> [Task to carry out]: Wherever the string "Some" shows up in the records below, return that line.

> [Material provided]:
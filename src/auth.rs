// Forward-auth verification: validates the session cookie for the reverse
// proxy, redirecting to the login page when the token is missing or bad.

use axum::{
    extract::State,
    http::{header, HeaderMap, StatusCode},
    response::{IntoResponse, Response},
    Json,
};
use base64::Engine;
use hmac::{Hmac, Mac};
use jsonwebtoken::{Algorithm, DecodingKey, Validation};
use sha2::Sha256;

use crate::api::state::SharedState;

const SESSION_COOKIE: &str = "kg_access_token";
const LOGIN_URL: &str = "/login";

/// Derive the access-token signing key. Must match the admin app's
/// derivation: base64(HMAC-SHA256(secret, "access")).
pub fn derive_access_key(secret: &str) -> String {
    let mut mac =
        Hmac::<Sha256>::new_from_slice(secret.as_bytes()).expect("HMAC accepts any key length");
    mac.update(b"access");
    base64::engine::general_purpose::STANDARD.encode(mac.finalize().into_bytes())
}

/// Verify an HS256 session token against the derived key.
pub fn verify_session_token(token: &str, secret: &str) -> bool {
    if secret.is_empty() {
        return false;
    }
    let key = derive_access_key(secret);
    jsonwebtoken::decode::<serde_json::Value>(
        token,
        &DecodingKey::from_secret(key.as_bytes()),
        &Validation::new(Algorithm::HS256),
    )
    .is_ok()
}

/// Forward-auth endpoint: 200 with `{status: ok}` when the session cookie
/// verifies, 302 to the login page with the original URI otherwise.
pub async fn verify_auth(State(state): State<SharedState>, headers: HeaderMap) -> Response {
    match cookie_value(&headers, SESSION_COOKIE) {
        Some(token) if verify_session_token(&token, &state.settings.jwt_secret) => {
            Json(serde_json::json!({ "status": "ok" })).into_response()
        }
        _ => login_redirect(&headers),
    }
}

fn login_redirect(headers: &HeaderMap) -> Response {
    // X-Forwarded-Uri is set by the reverse proxy's forward_auth.
    let original_uri = headers
        .get("x-forwarded-uri")
        .and_then(|v| v.to_str().ok())
        .unwrap_or("/");
    let redirect_target = urlencoding::encode(original_uri);
    let location = format!("{LOGIN_URL}?redirect={redirect_target}");

    (StatusCode::FOUND, [(header::LOCATION, location)]).into_response()
}

fn cookie_value(headers: &HeaderMap, name: &str) -> Option<String> {
    headers
        .get(header::COOKIE)?
        .to_str()
        .ok()?
        .split(';')
        .filter_map(|part| part.trim().split_once('='))
        .find(|(key, _)| *key == name)
        .map(|(_, value)| value.to_string())
}

#[cfg(test)]
mod tests {
    use super::*;
    use axum::http::HeaderValue;
    use jsonwebtoken::{encode, EncodingKey, Header};
    use serde_json::json;

    fn mint_token(secret: &str, exp_offset: i64) -> String {
        let key = derive_access_key(secret);
        let claims = json!({
            "sub": "user-1",
            "exp": chrono::Utc::now().timestamp() + exp_offset,
        });
        encode(
            &Header::new(Algorithm::HS256),
            &claims,
            &EncodingKey::from_secret(key.as_bytes()),
        )
        .unwrap()
    }

    #[test]
    fn valid_token_verifies() {
        let token = mint_token("top-secret", 3600);
        assert!(verify_session_token(&token, "top-secret"));
    }

    #[test]
    fn wrong_secret_fails() {
        let token = mint_token("top-secret", 3600);
        assert!(!verify_session_token(&token, "other-secret"));
    }

    #[test]
    fn expired_token_fails() {
        let token = mint_token("top-secret", -3600);
        assert!(!verify_session_token(&token, "top-secret"));
    }

    #[test]
    fn unconfigured_secret_rejects_everything() {
        let token = mint_token("top-secret", 3600);
        assert!(!verify_session_token(&token, ""));
    }

    #[test]
    fn derived_key_is_stable_and_secret_dependent() {
        assert_eq!(derive_access_key("abc"), derive_access_key("abc"));
        assert_ne!(derive_access_key("abc"), derive_access_key("abd"));
    }

    #[test]
    fn cookie_parsing_finds_the_session_cookie() {
        let mut headers = HeaderMap::new();
        headers.insert(
            header::COOKIE,
            HeaderValue::from_static("other=1; kg_access_token=tok-123; theme=dark"),
        );
        assert_eq!(
            cookie_value(&headers, SESSION_COOKIE).as_deref(),
            Some("tok-123")
        );
        assert!(cookie_value(&headers, "missing").is_none());
    }
}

> [Solved exercise]:
        Some(token) if verify_session_token(&token, &state.settings.jwt_secret) => {
            Some("tok-123")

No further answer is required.